Content starts

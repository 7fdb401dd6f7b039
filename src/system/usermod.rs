use super::{AccountManager, CommandLine, CommandRunner};
use crate::errors::DockhandError;

pub struct Usermod<'a> {
    runner: &'a dyn CommandRunner,
}

impl<'a> Usermod<'a> {
    pub fn new(runner: &'a dyn CommandRunner) -> Self {
        Self { runner }
    }
}

impl AccountManager for Usermod<'_> {
    fn add_to_group(&self, user: &str, group: &str) -> Result<(), DockhandError> {
        let cmd = CommandLine::new("usermod").args(["-aG", group, user]);
        self.runner.apply(&cmd)?.into_result(&cmd).map(|_| ())
    }
}
use std::path::PathBuf;

use clap::{Args, Parser, Subcommand};

use dockhand::{PortainerMode, ShimParent};

#[derive(Args, Debug, Clone, Default)]
pub(crate) struct DockerArgs {
    /// Deploy Portainer: none, server or agent
    #[arg(long, value_enum)]
    pub(crate) portainer: Option<PortainerMode>,

    /// Remove conflicting distribution packages without asking
    #[arg(long = "remove-conflicting", conflicts_with = "keep_conflicting")]
    pub(crate) remove_conflicting: bool,

    /// Keep conflicting distribution packages
    #[arg(long = "keep-conflicting")]
    pub(crate) keep_conflicting: bool,

    /// Do not add the invoking user to the docker group
    #[arg(long = "no-user-group")]
    pub(crate) no_user_group: bool,
}

#[derive(Args, Debug, Clone, Default)]
pub(crate) struct VlanArgs {
    /// Parent network interface, e.g. enp3s0
    #[arg(long)]
    pub(crate) parent: Option<String>,

    /// VLAN ID (1-4094)
    #[arg(long = "vlan-id")]
    pub(crate) vlan_id: Option<String>,

    /// Subnet in CIDR notation, e.g. 10.32.11.0/24
    #[arg(long)]
    pub(crate) subnet: Option<String>,

    /// Gateway address, e.g. 10.32.11.1
    #[arg(long)]
    pub(crate) gateway: Option<String>,

    /// Docker network name
    #[arg(long = "network")]
    pub(crate) network: Option<String>,

    /// Container IP range in CIDR notation
    #[arg(long = "ip-range")]
    pub(crate) ip_range: Option<String>,

    /// Create a macvlan shim so the host can reach the containers
    #[arg(long, conflicts_with = "no_shim")]
    pub(crate) shim: bool,

    /// Do not create a shim
    #[arg(long = "no-shim")]
    pub(crate) no_shim: bool,

    /// Link the shim sits on
    #[arg(long = "shim-parent", value_enum)]
    pub(crate) shim_parent: Option<ShimParent>,

    /// Host address for the shim in CIDR notation, e.g. 10.32.11.250/32
    #[arg(long = "shim-address")]
    pub(crate) shim_address: Option<String>,
}

#[derive(Args, Debug, Clone, Default)]
pub(crate) struct LaunchArgs {
    /// Print the available scripts and exit
    #[arg(long)]
    pub(crate) list: bool,

    /// Run this script instead of choosing from the menu
    #[arg(long)]
    pub(crate) script: Option<String>,
}

#[derive(Subcommand, Debug, Clone)]
pub(crate) enum Command {
    /// Install Docker CE (and optionally Portainer) on Fedora
    Docker(DockerArgs),
    /// Create a VLAN connection, optional macvlan shim, and a Docker macvlan network
    #[command(
        after_long_help = "Examples:\n  sudo dockhand vlan\n  sudo dockhand vlan --parent enp3s0 --vlan-id 11 --subnet 10.32.11.0/24 --gateway 10.32.11.1 --network vlan11_net --no-shim\n"
    )]
    Vlan(VlanArgs),
    /// Pick a shell script from the configured GitHub repository and run it
    Launch(LaunchArgs),
    /// Show environment diagnostics
    Doctor,
}

#[derive(Parser, Debug)]
#[command(
    name = "dockhand",
    version,
    about = "Provision Docker, Portainer and VLAN-backed macvlan networks on Fedora hosts.",
    after_help = "\n"
)]
pub(crate) struct Cli {
    /// Print detailed execution info
    #[arg(long, global = true)]
    pub(crate) verbose: bool,

    /// Suppress startup banner output
    #[arg(long, short = 'q', global = true)]
    pub(crate) quiet: bool,

    /// Print state-changing commands instead of running them
    #[arg(long = "dry-run", global = true)]
    pub(crate) dry_run: bool,

    /// Never prompt; take defaults and fail when a required value is missing
    #[arg(long = "non-interactive", global = true)]
    pub(crate) non_interactive: bool,

    /// Configuration file (default: ~/.config/dockhand/config.yaml)
    #[arg(long, global = true)]
    pub(crate) config: Option<PathBuf>,

    /// Colorize output: auto|always|never
    #[arg(long = "color", value_enum, global = true)]
    pub(crate) color: Option<dockhand::ColorMode>,

    #[command(subcommand)]
    pub(crate) command: Command,
}
mod common;

#[test]
fn test_cli_doctor_exits_zero() {
    let td = tempfile::tempdir().expect("tmpdir");
    let config = td.path().join("config.yaml");
    std::fs::write(&config, "").expect("write config");
    let out = common::dockhand(&config)
        .arg("doctor")
        .output()
        .expect("failed to run dockhand doctor");
    assert!(
        out.status.success(),
        "dockhand doctor exited non-zero: {:?}\nstdout:\n{}\nstderr:\n{}",
        out.status.code(),
        String::from_utf8_lossy(&out.stdout),
        String::from_utf8_lossy(&out.stderr)
    );
    let stderr = String::from_utf8_lossy(&out.stderr);
    assert!(stderr.contains("launcher repository:"), "stderr:\n{}", stderr);
}

#[test]
fn test_cli_doctor_survives_broken_config() {
    let td = tempfile::tempdir().expect("tmpdir");
    let config = td.path().join("config.yaml");
    std::fs::write(&config, "vlan: [not, a, mapping\n").expect("write config");
    let out = common::dockhand(&config)
        .args(["doctor", "--quiet"])
        .output()
        .expect("failed to run dockhand doctor");
    assert!(
        out.status.success(),
        "doctor should tolerate a broken config: {:?}\nstderr:\n{}",
        out.status.code(),
        String::from_utf8_lossy(&out.stderr)
    );
}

Content ends

▸ PROBLEM DESCRIPTION
Every line of the material is to be transcribed exactly.

▸ ANSWER FOR THE TASK
repository 7fdb401dd6f7b039
filename src/system/usermod.rs
use super::{AccountManager, CommandLine, CommandRunner};
use crate::errors::DockhandError;

pub struct Usermod<'a> {
    runner: &'a dyn CommandRunner,
}

impl<'a> Usermod<'a> {
    pub fn new(runner: &'a dyn CommandRunner) -> Self {
        Self { runner }
    }
}

impl AccountManager for Usermod<'_> {
    fn add_to_group(&self, user: &str, group: &str) -> Result<(), DockhandError> {
        let cmd = CommandLine::new("usermod").args(["-aG", group, user]);
        self.runner.apply(&cmd)?.into_result(&cmd).map(|_| ())
    }
}
use std::path::PathBuf;

use clap::{Args, Parser, Subcommand};

use dockhand::{PortainerMode, ShimParent};

#[derive(Args, Debug, Clone, Default)]
pub(crate) struct DockerArgs {
    /// Deploy Portainer: none, server or agent
    #[arg(long, value_enum)]
    pub(crate) portainer: Option<PortainerMode>,

    /// Remove conflicting distribution packages without asking
    #[arg(long = "remove-conflicting", conflicts_with = "keep_conflicting")]
    pub(crate) remove_conflicting: bool,

    /// Keep conflicting distribution packages
    #[arg(long = "keep-conflicting")]
    pub(crate) keep_conflicting: bool,

    /// Do not add the invoking user to the docker group
    #[arg(long = "no-user-group")]
    pub(crate) no_user_group: bool,
}

#[derive(Args, Debug, Clone, Default)]
pub(crate) struct VlanArgs {
    /// Parent network interface, e.g. enp3s0
    #[arg(long)]
    pub(crate) parent: Option<String>,

    /// VLAN ID (1-4094)
    #[arg(long = "vlan-id")]
    pub(crate) vlan_id: Option<String>,

    /// Subnet in CIDR notation, e.g. 10.32.11.0/24
    #[arg(long)]
    pub(crate) subnet: Option<String>,

    /// Gateway address, e.g. 10.32.11.1
    #[arg(long)]
    pub(crate) gateway: Option<String>,

    /// Docker network name
    #[arg(long = "network")]
    pub(crate) network: Option<String>,

    /// Container IP range in CIDR notation
    #[arg(long = "ip-range")]
    pub(crate) ip_range: Option<String>,

    /// Create a macvlan shim so the host can reach the containers
    #[arg(long, conflicts_with = "no_shim")]
    pub(crate) shim: bool,

    /// Do not create a shim
    #[arg(long = "no-shim")]
    pub(crate) no_shim: bool,

    /// Link the shim sits on
    #[arg(long = "shim-parent", value_enum)]
    pub(crate) shim_parent: Option<ShimParent>,

    /// Host address for the shim in CIDR notation, e.g. 10.32.11.250/32
    #[arg(long = "shim-address")]
    pub(crate) shim_address: Option<String>,
}

#[derive(Args, Debug, Clone, Default)]
pub(crate) struct LaunchArgs {
    /// Print the available scripts and exit
    #[arg(long)]
    pub(crate) list: bool,

    /// Run this script instead of choosing from the menu
    #[arg(long)]
    pub(crate) script: Option<String>,
}

#[derive(Subcommand, Debug, Clone)]
pub(crate) enum Command {
    /// Install Docker CE (and optionally Portainer) on Fedora
    Docker(DockerArgs),
    /// Create a VLAN connection, optional macvlan shim, and a Docker macvlan network
    #[command(
        after_long_help = "Examples:\n  sudo dockhand vlan\n  sudo dockhand vlan --parent enp3s0 --vlan-id 11 --subnet 10.32.11.0/24 --gateway 10.32.11.1 --network vlan11_net --no-shim\n"
    )]
    Vlan(VlanArgs),
    /// Pick a shell script from the configured GitHub repository and run it
    Launch(LaunchArgs),
    /// Show environment diagnostics
    Doctor,
}

#[derive(Parser, Debug)]
#[command(
    name = "dockhand",
    version,
    about = "Provision Docker, Portainer and VLAN-backed macvlan networks on Fedora hosts.",
    after_help = "\n"
)]
pub(crate) struct Cli {
    /// Print detailed execution info
    #[arg(long, global = true)]
    pub(crate) verbose: bool,

    /// Suppress startup banner output
    #[arg(long, short = 'q', global = true)]
    pub(crate) quiet: bool,

    /// Print state-changing commands instead of running them
    #[arg(long = "dry-run", global = true)]
    pub(crate) dry_run: bool,

    /// Never prompt; take defaults and fail when a required value is missing
    #[arg(long = "non-interactive", global = true)]
    pub(crate) non_interactive: bool,

    /// Configuration file (default: ~/.config/dockhand/config.yaml)
    #[arg(long, global = true)]
    pub(crate) config: Option<PathBuf>,

    /// Colorize output: auto|always|never
    #[arg(long = "color", value_enum, global = true)]
    pub(crate) color: Option<dockhand::ColorMode>,

    #[command(subcommand)]
    pub(crate) command: Command,
}
mod common;

#[test]
fn test_cli_doctor_exits_zero() {
    let td = tempfile::tempdir().expect("tmpdir");
    let config = td.path().join("config.yaml");
    std::fs::write(&config, "").expect("write config");
    let out = common::dockhand(&config)
        .arg("doctor")
        .output()
        .expect("failed to run dockhand doctor");
    assert!(
        out.status.success(),
        "dockhand doctor exited non-zero: {:?}\nstdout:\n{}\nstderr:\n{}",
        out.status.code(),
        String::from_utf8_lossy(&out.stdout),
        String::from_utf8_lossy(&out.stderr)
    );
    let stderr = String::from_utf8_lossy(&out.stderr);
    assert!(stderr.contains("launcher repository:"), "stderr:\n{}", stderr);
}

#[test]
fn test_cli_doctor_survives_broken_config() {
    let td = tempfile::tempdir().expect("tmpdir");
    let config = td.path().join("config.yaml");
    std::fs::write(&config, "vlan: [not, a, mapping\n").expect("write config");
    let out = common::dockhand(&config)
        .args(["doctor", "--quiet"])
        .output()
        .expect("failed to run dockhand doctor");
    assert!(
        out.status.success(),
        "doctor should tolerate a broken config: {:?}\nstderr:\n{}",
        out.status.code(),
        String::from_utf8_lossy(&out.stderr)
    );
}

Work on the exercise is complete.